Mais comme je l’ai dit l’alternative religieuse aux JMJ ne se limitait pas à cet épisode étrange. Dans l’entourage des JMJ, la nouvelle religiosité a voulu profiter de l’occasion d’avoir à la portée de la main tant de gens intéressés en principe par le spirituel. Pour parler concrètement, et une fois de plus, les jeunes de mon groupe, ont été abordés par les témoins de Jéhovah et les gnostiques. […]




Notes de traduction

(1) La Fondation « Crónica Blanca» a pour objectif de promouvoir la formation et le développement de la communication sociale d’inspiration chrétienne, selon le magistère de l’Église Catholique. Elle est apolitique et libre d’autres conditionnements idéologiques ».

(2) D’après ce que je lis sur internet c’est l’équivalent de la publication d’origine « The Watchtower » diffusée depuis 1879. Elle a une version française depuis 1909, « La tour de garde ». La version en espagnol date de 1939, mais je pense pour d’abord une diffusion dans les 2 Amériques. Cette publication est imprimée en 188 langues et touche 200 pays.

3) Le Père Luis Santamaría a écrit un article très éclairant sur la « christologie » des témoins de Jéhovah (en vo ici )

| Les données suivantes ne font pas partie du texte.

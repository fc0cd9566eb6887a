use std::{collections::BTreeMap, fmt};

use crate::{
    extract::{as_string, attr_of, text_of, ExtractOptions},
    BggError, Record, Result, Value, XmlNode,
};

const ITEMS: &str = "items";

/// A user's collection: an ordered list of raw item records plus metadata
/// such as the owner.
///
/// The raw items stay as plain maps; [`Collection::iter`] wraps each one in
/// a fresh [`Record`] on the fly.
#[derive(Clone, Debug, PartialEq)]
pub struct Collection {
    record: Record,
}

impl Collection {
    /// Builds a collection from a field map.
    ///
    /// A missing `items` entry is treated as an empty list. Every item must
    /// itself be a map.
    pub fn new(mut data: BTreeMap<String, Value>) -> Result<Self> {
        let items = data
            .entry(ITEMS.to_owned())
            .or_insert_with(|| Value::List(Vec::new()));
        match items {
            Value::List(items) => {
                if let Some(index) = items.iter().position(|item| !matches!(item, Value::Map(_))) {
                    return Err(BggError::InvalidData(format!(
                        "collection item {index} is not a record"
                    )));
                }
            }
            _ => {
                return Err(BggError::InvalidData(
                    "collection items must be a list".to_owned(),
                ))
            }
        }
        Ok(Self {
            record: Record::new(data),
        })
    }

    /// Builds a collection from an `<items>` API document.
    pub fn from_xml(root: &XmlNode, owner: impl Into<String>) -> Result<Self> {
        let mut collection = Self::new(BTreeMap::from([(
            "owner".to_owned(),
            Value::Text(owner.into()),
        )]))?;
        for item in root.find_all("item") {
            collection.append(parse_item(item)?);
        }
        Ok(collection)
    }

    pub fn owner(&self) -> Option<&str> {
        self.record.get_str("owner")
    }

    /// Metadata and items as one read-only record.
    pub fn record(&self) -> &Record {
        &self.record
    }

    /// The raw item maps, in insertion order.
    pub fn items(&self) -> &[Value] {
        self.record.get_list(ITEMS).unwrap_or_default()
    }

    pub fn len(&self) -> usize {
        self.items().len()
    }

    /// Same as [`Collection::len`].
    pub fn size(&self) -> usize {
        self.len()
    }

    pub fn is_empty(&self) -> bool {
        self.len() == 0
    }

    /// Appends one raw item record.
    pub fn append(&mut self, item: BTreeMap<String, Value>) {
        match self.record.data_mut().get_mut(ITEMS) {
            Some(Value::List(items)) => items.push(Value::Map(item)),
            // `new` guarantees the list exists
            _ => {
                self.record
                    .data_mut()
                    .insert(ITEMS.to_owned(), Value::List(vec![Value::Map(item)]));
            }
        }
    }

    /// Starts a new pass over the items from the first one.
    ///
    /// Each call returns an independent iterator; nothing is shared between
    /// passes.
    pub fn iter(&self) -> CollectionIter<'_> {
        CollectionIter {
            items: self.items().iter(),
        }
    }
}

impl<'a> IntoIterator for &'a Collection {
    type Item = Record;
    type IntoIter = CollectionIter<'a>;

    fn into_iter(self) -> Self::IntoIter {
        self.iter()
    }
}

impl fmt::Display for Collection {
    fn fmt(&self, f: &mut fmt::Formatter<'_>) -> fmt::Result {
        write!(
            f,
            "{}'s collection, {} items",
            self.owner().unwrap_or("<unknown>"),
            self.len()
        )
    }
}

/// Iterator over a [`Collection`], yielding one new [`Record`] per item.
#[derive(Clone, Debug)]
pub struct CollectionIter<'a> {
    items: std::slice::Iter<'a, Value>,
}

impl Iterator for CollectionIter<'_> {
    type Item = Record;

    fn next(&mut self) -> Option<Record> {
        self.items.by_ref().find_map(|item| match item {
            Value::Map(fields) => Some(Record::new(fields.clone())),
            _ => None,
        })
    }

    fn size_hint(&self) -> (usize, Option<usize>) {
        (0, Some(self.items.len()))
    }
}

fn parse_item(item: &XmlNode) -> Result<BTreeMap<String, Value>> {
    let id = item
        .attr("objectid")
        .ok_or_else(|| BggError::InvalidData("collection item without objectid".to_owned()))?
        .parse::<i64>()
        .map_err(|err| BggError::InvalidData(format!("invalid objectid: {err}")))?;

    let name = text_of(Some(item), "name", as_string, ExtractOptions::default())
        .unwrap_or_else(|never| match never {});
    let year = text_of(
        Some(item),
        "yearpublished",
        |v| v.trim().parse::<i64>(),
        ExtractOptions::default().quiet(),
    )
    .unwrap_or_default();
    let plays = text_of(
        Some(item),
        "numplays",
        |v| v.trim().parse::<i64>(),
        ExtractOptions::default().default_value(0).quiet(),
    )
    .unwrap_or_default();
    let own = attr_of(
        Some(item),
        "status",
        |v| v.parse::<i64>().map(|flag| flag != 0),
        ExtractOptions::default()
            .attribute("own")
            .default_value(false)
            .quiet(),
    )
    .unwrap_or_default();

    Ok(BTreeMap::from([
        ("id".to_owned(), Value::Integer(id)),
        ("name".to_owned(), Value::from(name)),
        ("yearpublished".to_owned(), Value::from(year)),
        ("numplays".to_owned(), Value::from(plays)),
        ("own".to_owned(), Value::from(own)),
    ]))
}
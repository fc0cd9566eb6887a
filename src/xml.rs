//! Minimal immutable XML tree built on `quick-xml`.

use quick_xml::{
    events::{BytesStart, Event},
    Reader,
};

/// One parsed XML element.
///
/// `text` holds the character data directly inside the element (CDATA
/// included, entities unescaped) and is `None` when there is none.
#[derive(Clone, Debug, Default, PartialEq, Eq)]
pub struct XmlNode {
    pub tag: String,
    /// Attributes in document order.
    pub attributes: Vec<(String, String)>,
    pub text: Option<String>,
    pub children: Vec<XmlNode>,
}

impl XmlNode {
    pub fn new(tag: impl Into<String>) -> Self {
        Self {
            tag: tag.into(),
            ..Self::default()
        }
    }

    /// First direct child with the given tag.
    pub fn find(&self, tag: &str) -> Option<&XmlNode> {
        self.children.iter().find(|child| child.tag == tag)
    }

    /// All direct children with the given tag, in document order.
    pub fn find_all<'a>(&'a self, tag: &'a str) -> impl Iterator<Item = &'a XmlNode> + 'a {
        self.children.iter().filter(move |child| child.tag == tag)
    }

    pub fn attr(&self, name: &str) -> Option<&str> {
        self.attributes
            .iter()
            .find(|(key, _)| key == name)
            .map(|(_, value)| value.as_str())
    }

    pub fn text(&self) -> Option<&str> {
        self.text.as_deref()
    }
}

/// The document is not well-formed XML.
#[derive(Clone, Debug, PartialEq, Eq, thiserror::Error)]
#[error("malformed XML at byte {position}: {message}")]
pub struct XmlParseError {
    pub position: u64,
    pub message: String,
}

/// Parses a complete document and returns its root element.
pub fn parse_xml(input: &str) -> Result<XmlNode, XmlParseError> {
    let mut reader = Reader::from_str(input);
    reader.config_mut().trim_text(false);

    let mut stack: Vec<XmlNode> = Vec::new();
    let mut root: Option<XmlNode> = None;

    loop {
        let position = reader.buffer_position() as u64;
        let fail = |message: String| XmlParseError { position, message };

        match reader.read_event().map_err(|err| fail(err.to_string()))? {
            Event::Start(start) => stack.push(open_node(&start).map_err(fail)?),
            Event::Empty(start) => {
                let node = open_node(&start).map_err(fail)?;
                attach(&mut stack, &mut root, node).map_err(fail)?;
            }
            Event::End(_) => {
                let node = stack
                    .pop()
                    .ok_or_else(|| fail("unexpected closing tag".to_owned()))?;
                attach(&mut stack, &mut root, node).map_err(fail)?;
            }
            Event::Text(text) => {
                let text = text.unescape().map_err(|err| fail(err.to_string()))?;
                push_text(&mut stack, &text).map_err(fail)?;
            }
            Event::CData(data) => {
                let text = std::str::from_utf8(&data).map_err(|err| fail(err.to_string()))?;
                push_text(&mut stack, text).map_err(fail)?;
            }
            Event::Eof => break,
            // declarations, comments, processing instructions, doctype
            _ => {}
        }
    }

    let position = reader.buffer_position() as u64;
    if let Some(open) = stack.last() {
        return Err(XmlParseError {
            position,
            message: format!("unclosed element <{}>", open.tag),
        });
    }
    root.ok_or(XmlParseError {
        position,
        message: "no root element".to_owned(),
    })
}

fn open_node(start: &BytesStart<'_>) -> Result<XmlNode, String> {
    let tag = std::str::from_utf8(start.name().as_ref())
        .map_err(|err| err.to_string())?
        .to_owned();

    let mut attributes = Vec::new();
    for attr in start.attributes() {
        let attr = attr.map_err(|err| err.to_string())?;
        let key = std::str::from_utf8(attr.key.as_ref())
            .map_err(|err| err.to_string())?
            .to_owned();
        let value = attr.unescape_value().map_err(|err| err.to_string())?;
        attributes.push((key, value.into_owned()));
    }

    Ok(XmlNode {
        tag,
        attributes,
        text: None,
        children: Vec::new(),
    })
}

fn attach(stack: &mut [XmlNode], root: &mut Option<XmlNode>, node: XmlNode) -> Result<(), String> {
    if let Some(parent) = stack.last_mut() {
        parent.children.push(node);
        return Ok(());
    }
    if root.is_some() {
        return Err(format!("junk after document element: <{}>", node.tag));
    }
    *root = Some(node);
    Ok(())
}

fn push_text(stack: &mut [XmlNode], text: &str) -> Result<(), String> {
    match stack.last_mut() {
        Some(node) => {
            node.text.get_or_insert_with(String::new).push_str(text);
            Ok(())
        }
        None if text.trim().is_empty() => Ok(()),
        None => Err("text outside of the root element".to_owned()),
    }
}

(4) De très nombreux hispanophones étaient présents aux JMJ (des Etats-Unis, de Porto-Rico, et même de Cuba, et bien sûr du Mexique à la Terre de Feu. L’on connaît la cible pour le prosélytisme que représentent depuis une cinquantaine d’années les populations hispanophones (et plus largement de l’Amérique latine) qui étaient catholiques depuis des siècles. Le Madrid des JMJ ne pouvait être effectivement oublié quand l’on voit aussi l’activité qui est déployée même dans nos petites villes de province françaises, par les adeptes des sectes et églises dont parlent le Père Luis Santamaría.